Matt’s dancing clips in some of the world’s most remote locales show none of the time and effort it took him to get to those places. He seems to do what so many of us thought we would be able to do in an era of cheap airfares, fast jets, telecommuting and extreme mobility: to travel around the world with relatively little effort.
And yet few of us actually do it. Matt’s popularity comes from the same mechanism that makes books like “The 4-Hour Workweek” sell a lot of copies, but change only a few lives — because what he does ain’t that easy to pull off, or always that pleasant to endure.
The nitty-gritty realities of travel more closely resemble the work humans used to shunt off onto mules; being covered with the same dust for days and weeks (one of the FAQ’s on Matt’s site asks “Why are you always wearing the same clothes?”), hauling ourselves and our stuff through airports and train stations, sweating over greasy computers in Internet cafes, then sleeping in a near-stable only to get up and do it all over again. Long lines, cramped spaces and high prices are keeping us away from the airport and closer to our own stables, a practice that has been given the unfortunate buzzword “staycation.”
But not Matt. Matt makes the difficult look laughingly easy, and because it is so hard, it’s all the better that he went ahead and did it for us — and then came home and did the work of a data mule too, hauling the best parts over to YouTube for us all to enjoy from the comfort of our desk chairs.
The type of journeys Matt has taken aren’t for everybody, but travelers of all kinds can learn a few lessons from his experiences. His videos inspire questions — why did he choose that spot in Africa? How did he get that giraffe to walk right behind him while he was dancing? Who did he get to hold the video camera for him, and what did they think of the whole thing?

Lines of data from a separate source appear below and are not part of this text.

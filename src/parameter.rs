//! Declared parameters, their bindings and the defaulting rules applied before
//! a template is instantiated.

use lazy_static::lazy_static;
use regex::Regex;
use serde::{Deserialize, Serialize};
use serde_json::Value as Json;

use std::collections::BTreeMap;
use std::fmt;

use crate::convert::{TypeConverter, coerce_value};
use crate::datatype::{CollectionKind, ParameterType, Value};
use crate::error::{AdHocError, Result};

lazy_static! {
    static ref PASS_THROUGH: Regex =
        Regex::new(r"^\$\{\s*([A-Za-z_][A-Za-z0-9_.]*)\s*\}$").unwrap();
}

/// Typed values keyed by parameter name.
pub type ParameterValues = BTreeMap<String, Value>;
/// Bindings keyed by parameter name, before they are resolved against a context.
pub type Bindings = BTreeMap<String, Binding>;

// ------------- ParameterSpec -------------
#[derive(Clone, Debug, PartialEq, Eq, Serialize, Deserialize)]
#[serde(rename_all = "camelCase")]
pub struct ParameterSpec {
    pub name: String,
    #[serde(rename = "type")]
    pub value_type: ParameterType,
    #[serde(default)]
    pub collection: CollectionKind,
    #[serde(default)]
    pub required: bool,
    #[serde(default, skip_serializing_if = "Option::is_none")]
    pub default_expression: Option<String>,
    #[serde(default, skip_serializing_if = "Option::is_none")]
    pub label: Option<String>,
}

impl ParameterSpec {
    pub fn new(name: &str, value_type: ParameterType) -> Self {
        Self {
            name: name.to_owned(),
            value_type,
            collection: CollectionKind::None,
            required: false,
            default_expression: None,
            label: None,
        }
    }
    pub fn required(mut self) -> Self {
        self.required = true;
        self
    }
    pub fn list(mut self) -> Self {
        self.collection = CollectionKind::List;
        self
    }
    pub fn set(mut self) -> Self {
        self.collection = CollectionKind::Set;
        self
    }
    pub fn labelled(mut self, label: &str) -> Self {
        self.label = Some(label.to_owned());
        self
    }
    /// Defaults the parameter to whatever the caller binds under the same name.
    pub fn pass_through(mut self) -> Self {
        self.default_expression = Some(pass_through_expression(&self.name));
        self
    }
    /// Whether two specs describe the same kind of value.
    pub fn compatible_with(&self, other: &ParameterSpec) -> bool {
        self.value_type == other.value_type && self.collection == other.collection
    }
}

impl fmt::Display for ParameterSpec {
    fn fmt(&self, f: &mut fmt::Formatter) -> fmt::Result {
        match self.collection {
            CollectionKind::None => write!(f, "{}: {}", self.name, self.value_type),
            CollectionKind::List => write!(f, "{}: list<{}>", self.name, self.value_type),
            CollectionKind::Set => write!(f, "{}: set<{}>", self.name, self.value_type),
        }
    }
}

/// Anything that declares parameters: templates as well as datasets.
pub trait Parameterizable {
    fn parameters(&self) -> &[ParameterSpec];

    fn parameter(&self, name: &str) -> Option<&ParameterSpec> {
        self.parameters().iter().find(|p| p.name == name)
    }
}

pub fn pass_through_expression(name: &str) -> String {
    format!("${{{name}}}")
}

/// The caller-side parameter name a pass-through expression refers to.
pub fn pass_through_target(expression: &str) -> Option<&str> {
    PASS_THROUGH
        .captures(expression)
        .and_then(|c| c.get(1))
        .map(|m| m.as_str())
}

// ------------- Binding -------------
#[derive(Clone, Debug, PartialEq, Eq)]
pub enum Binding {
    Value(Value),
    Expression(String),
}

impl fmt::Display for Binding {
    fn fmt(&self, f: &mut fmt::Formatter) -> fmt::Result {
        match self {
            Binding::Value(v) => write!(f, "{v}"),
            Binding::Expression(e) => write!(f, "{e}"),
        }
    }
}

/// Fills every declared parameter that has no explicit value with its own
/// default expression. Parameters declaring no default stay unbound and are
/// dealt with by [`instantiate`].
pub fn map_defaults(specs: &[ParameterSpec], values: ParameterValues) -> Bindings {
    let mut bindings: Bindings = values
        .into_iter()
        .map(|(name, value)| (name, Binding::Value(value)))
        .collect();
    for spec in specs {
        if bindings.contains_key(&spec.name) {
            continue;
        }
        if let Some(default) = &spec.default_expression {
            bindings.insert(spec.name.clone(), Binding::Expression(default.clone()));
        }
    }
    bindings
}

/// Resolves bindings into the values a template is evaluated with.
///
/// `${name}` reads `name` from the caller's values; any other expression is a
/// literal converted to the declared type. A required parameter left without a
/// value is a configuration error.
pub fn instantiate(
    specs: &[ParameterSpec],
    bindings: &Bindings,
    context: &ParameterValues,
    converter: &dyn TypeConverter,
) -> Result<ParameterValues> {
    let mut resolved = ParameterValues::new();
    for spec in specs {
        let value = match bindings.get(&spec.name) {
            Some(Binding::Value(value)) => Some(value.clone()),
            Some(Binding::Expression(expression)) => match pass_through_target(expression) {
                Some(target) => context.get(target).cloned(),
                None => Some(coerce_value(spec, &Json::String(expression.clone()), converter)?),
            },
            None => None,
        };
        match value {
            Some(value) if !value.is_null() => {
                resolved.insert(spec.name.clone(), value);
            }
            _ if spec.required => {
                return Err(AdHocError::Configuration(format!(
                    "required parameter '{}' has no value",
                    spec.name
                )));
            }
            _ => (),
        }
    }
    Ok(resolved)
}

/// Merges template parameters that are left to their pass-through default up
/// into the dataset-level list.
///
/// Declared specs come first and win over merged ones. Specs that share a name
/// but disagree on type or collection kind are rejected instead of overwritten.
pub fn merge_parameters<'a>(
    declared: &[ParameterSpec],
    inherited: impl IntoIterator<Item = &'a ParameterSpec>,
) -> Result<Vec<ParameterSpec>> {
    let mut merged: Vec<ParameterSpec> = declared.to_vec();
    for spec in inherited {
        let Some(target) = spec.default_expression.as_deref().and_then(pass_through_target) else {
            continue;
        };
        let mut lifted = spec.clone();
        lifted.name = target.to_owned();
        lifted.default_expression = None;
        match merged.iter().find(|p| p.name == lifted.name) {
            Some(existing) if !existing.compatible_with(&lifted) => {
                return Err(AdHocError::Configuration(format!(
                    "parameter '{}' is declared both as {} and as {}",
                    lifted.name, existing, lifted
                )));
            }
            Some(_) => (),
            None => merged.push(lifted),
        }
    }
    Ok(merged)
}

#[cfg(test)]
mod tests {
    use super::*;
    use crate::convert::StandardConverter;
    use chrono::NaiveDate;

    #[test]
    fn pass_through_target_is_extracted() {
        assert_eq!(pass_through_target("${effectiveDate}"), Some("effectiveDate"));
        assert_eq!(pass_through_target("${ startDate }"), Some("startDate"));
        assert_eq!(pass_through_target("2014-01-01"), None);
    }

    #[test]
    fn literal_expression_is_converted() {
        let specs = vec![ParameterSpec::new("onDate", ParameterType::Date).required()];
        let mut bindings = Bindings::new();
        bindings.insert("onDate".into(), Binding::Expression("2014-01-01".into()));
        let converter = StandardConverter::new();
        let values = instantiate(&specs, &bindings, &ParameterValues::new(), &converter)
            .expect("instantiated");
        assert_eq!(
            values.get("onDate"),
            Some(&Value::Date(NaiveDate::from_ymd_opt(2014, 1, 1).unwrap()))
        );
    }

    #[test]
    fn optional_parameter_may_stay_unbound() {
        let specs = vec![ParameterSpec::new("maxAge", ParameterType::Integer).pass_through()];
        let bindings = map_defaults(&specs, ParameterValues::new());
        let converter = StandardConverter::new();
        let values = instantiate(&specs, &bindings, &ParameterValues::new(), &converter)
            .expect("instantiated");
        assert!(values.is_empty());
    }
}
use camino::Utf8Path;
use indexmap::IndexMap;
use serde::{Deserialize, Serialize};
use std::cmp::Ordering;
use std::collections::HashSet;
use std::fmt;
use std::fs;
use thiserror::Error;

/// Ordering key of a question.
///
/// Ids that parse as non-negative integers compare numerically (so `2` sorts
/// before `10`) and always come before textual ids.
#[derive(Debug, Clone, PartialEq, Eq, Hash, Serialize, Deserialize)]
#[serde(untagged)]
pub enum QuestionId {
    Numeric(u64),
    Text(String),
}

impl QuestionId {
    /// Parse an id from its textual form (JSON object key or file name segment).
    pub fn parse(raw: &str) -> Self {
        let trimmed = raw.trim();
        match trimmed.parse::<u64>() {
            Ok(n) => QuestionId::Numeric(n),
            Err(_) => QuestionId::Text(trimmed.to_string()),
        }
    }
}

impl Ord for QuestionId {
    fn cmp(&self, other: &Self) -> Ordering {
        match (self, other) {
            (QuestionId::Numeric(a), QuestionId::Numeric(b)) => a.cmp(b),
            (QuestionId::Numeric(_), QuestionId::Text(_)) => Ordering::Less,
            (QuestionId::Text(_), QuestionId::Numeric(_)) => Ordering::Greater,
            (QuestionId::Text(a), QuestionId::Text(b)) => a.cmp(b),
        }
    }
}

impl PartialOrd for QuestionId {
    fn partial_cmp(&self, other: &Self) -> Option<Ordering> {
        Some(self.cmp(other))
    }
}

impl fmt::Display for QuestionId {
    fn fmt(&self, f: &mut fmt::Formatter<'_>) -> fmt::Result {
        match self {
            QuestionId::Numeric(n) => write!(f, "{}", n),
            QuestionId::Text(s) => f.write_str(s),
        }
    }
}

/// A single answer option of a question
#[derive(Debug, Clone, PartialEq, Eq, Serialize)]
pub struct AnswerOption {
    pub label: String,
    pub is_correct: bool,
}

/// A quiz question as loaded from the question bank.
///
/// Immutable once loaded. Construction through [`QuestionRecord::new`] enforces
/// that exactly one option is marked correct.
#[derive(Debug, Clone, PartialEq, Eq, Serialize)]
pub struct QuestionRecord {
    pub id: QuestionId,
    pub text: String,
    pub options: Vec<AnswerOption>,
}

impl QuestionRecord {
    pub fn new(
        id: QuestionId,
        text: impl Into<String>,
        options: Vec<AnswerOption>,
    ) -> Result<Self, QuestionError> {
        let correct = options.iter().filter(|o| o.is_correct).count();
        if correct != 1 {
            return Err(QuestionError::InvalidOptions {
                id: id.to_string(),
                correct,
            });
        }

        Ok(Self {
            id,
            text: text.into(),
            options,
        })
    }

    /// The label of the single correct option
    pub fn correct_label(&self) -> &str {
        self.options
            .iter()
            .find(|o| o.is_correct)
            .map(|o| o.label.as_str())
            .unwrap_or_default()
    }

    /// Serialize this record as a compact JSON document for the external renderer
    pub fn to_json(&self) -> String {
        let options: IndexMap<&str, bool> = self
            .options
            .iter()
            .map(|o| (o.label.as_str(), o.is_correct))
            .collect();

        serde_json::json!({
            "id": self.id,
            "question": self.text,
            "options": options,
        })
        .to_string()
    }
}

/// Errors raised while loading the question bank
#[derive(Error, Debug)]
pub enum QuestionError {
    #[error("Failed to read question bank {path}: {source}")]
    Io {
        path: String,
        #[source]
        source: std::io::Error,
    },

    #[error("Failed to parse question bank {path}: {source}")]
    Parse {
        path: String,
        #[source]
        source: serde_json::Error,
    },

    #[error("Question {id} must have exactly one correct option (found {correct})")]
    InvalidOptions { id: String, correct: usize },

    #[error("Duplicate question id: {0}")]
    DuplicateId(String),

    #[error("Questions {first} and {second} would both render to {path}")]
    ClipCollision {
        first: String,
        second: String,
        path: String,
    },

    #[error("Question {id} would render over the final video {path}")]
    FinalVideoCollision { id: String, path: String },
}

/// Options are accepted either as an ordered object or as `[label, correct]` pairs.
#[derive(Debug, Deserialize)]
#[serde(untagged)]
enum RawOptions {
    Map(IndexMap<String, bool>),
    Pairs(Vec<(String, bool)>),
}

#[derive(Debug, Deserialize)]
struct RawQuestion {
    question: String,
    options: RawOptions,
}

/// Parse a question bank document.
///
/// The document is a JSON array of single-entry objects keyed by question id:
///
/// ```json
/// [{ "1": { "question": "2 + 2 = ?", "options": { "3": false, "4": true } } }]
/// ```
///
/// The returned records are ordered by id.
pub fn parse_questions(json: &str, source: &str) -> Result<Vec<QuestionRecord>, QuestionError> {
    let entries: Vec<IndexMap<String, RawQuestion>> =
        serde_json::from_str(json).map_err(|e| QuestionError::Parse {
            path: source.to_string(),
            source: e,
        })?;

    let mut seen = HashSet::new();
    let mut records = Vec::new();

    for (raw_id, raw) in entries.into_iter().flatten() {
        let id = QuestionId::parse(&raw_id);
        if !seen.insert(id.clone()) {
            return Err(QuestionError::DuplicateId(id.to_string()));
        }

        let options = match raw.options {
            RawOptions::Map(map) => map
                .into_iter()
                .map(|(label, is_correct)| AnswerOption { label, is_correct })
                .collect(),
            RawOptions::Pairs(pairs) => pairs
                .into_iter()
                .map(|(label, is_correct)| AnswerOption { label, is_correct })
                .collect(),
        };

        records.push(QuestionRecord::new(id, raw.question, options)?);
    }

    records.sort_by(|a, b| a.id.cmp(&b.id));
    Ok(records)
}

/// Load and validate the question bank at `path`
pub fn load_questions(path: &Utf8Path) -> Result<Vec<QuestionRecord>, QuestionError> {
    let content = fs::read_to_string(path).map_err(|e| QuestionError::Io {
        path: path.to_string(),
        source: e,
    })?;

    let records = parse_questions(&content, path.as_str())?;
    tracing::info!("Loaded {} questions from {}", records.len(), path);
    Ok(records)
}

This last query is the most intriguing question to my mind. The dance seems like an ingenius way to put yourself right inside a place and its people, rather than merely passing through it or inhabiting the tourist fringes of a place. As you watch, Matt’s videos become less about the goofy dance and more about the quotidian wonders and happier coincidences of life on the road.
But even as Matt encounters others, he never loses himself. As Gertrude Stein said, wherever you go, there you are, and it’s nothing to be ashamed of, to thwart or conceal, or to repress. To quote another, more modern source — the hippies — let your freak flag fly. Matt does his stupid dance, something his friends likely ridiculed him for at some point, and does it without fear, reticence or stage fright. And the whole world loves him — even wants to be him! Wherever he goes, there he and his twitchy dancing style are, and that’s just great; the same goes for the rest of us and whatever goofy shtick we take with us, the world over. A leopard can’t change his spots, a snake only sheds his skin, and Matt dances the same whether he’s in Mexico or Morocco, Argentina or Australia, Istanbul or Constantinople.
In the end, perhaps the greatest lesson is that, when memories of long lines and quotidian hassles have faded, when the dust has been cleaned off and the digital photos filed, what we hold onto from our travels are the strongest, most pungent experiences — the best memories of all the places we’ve danced.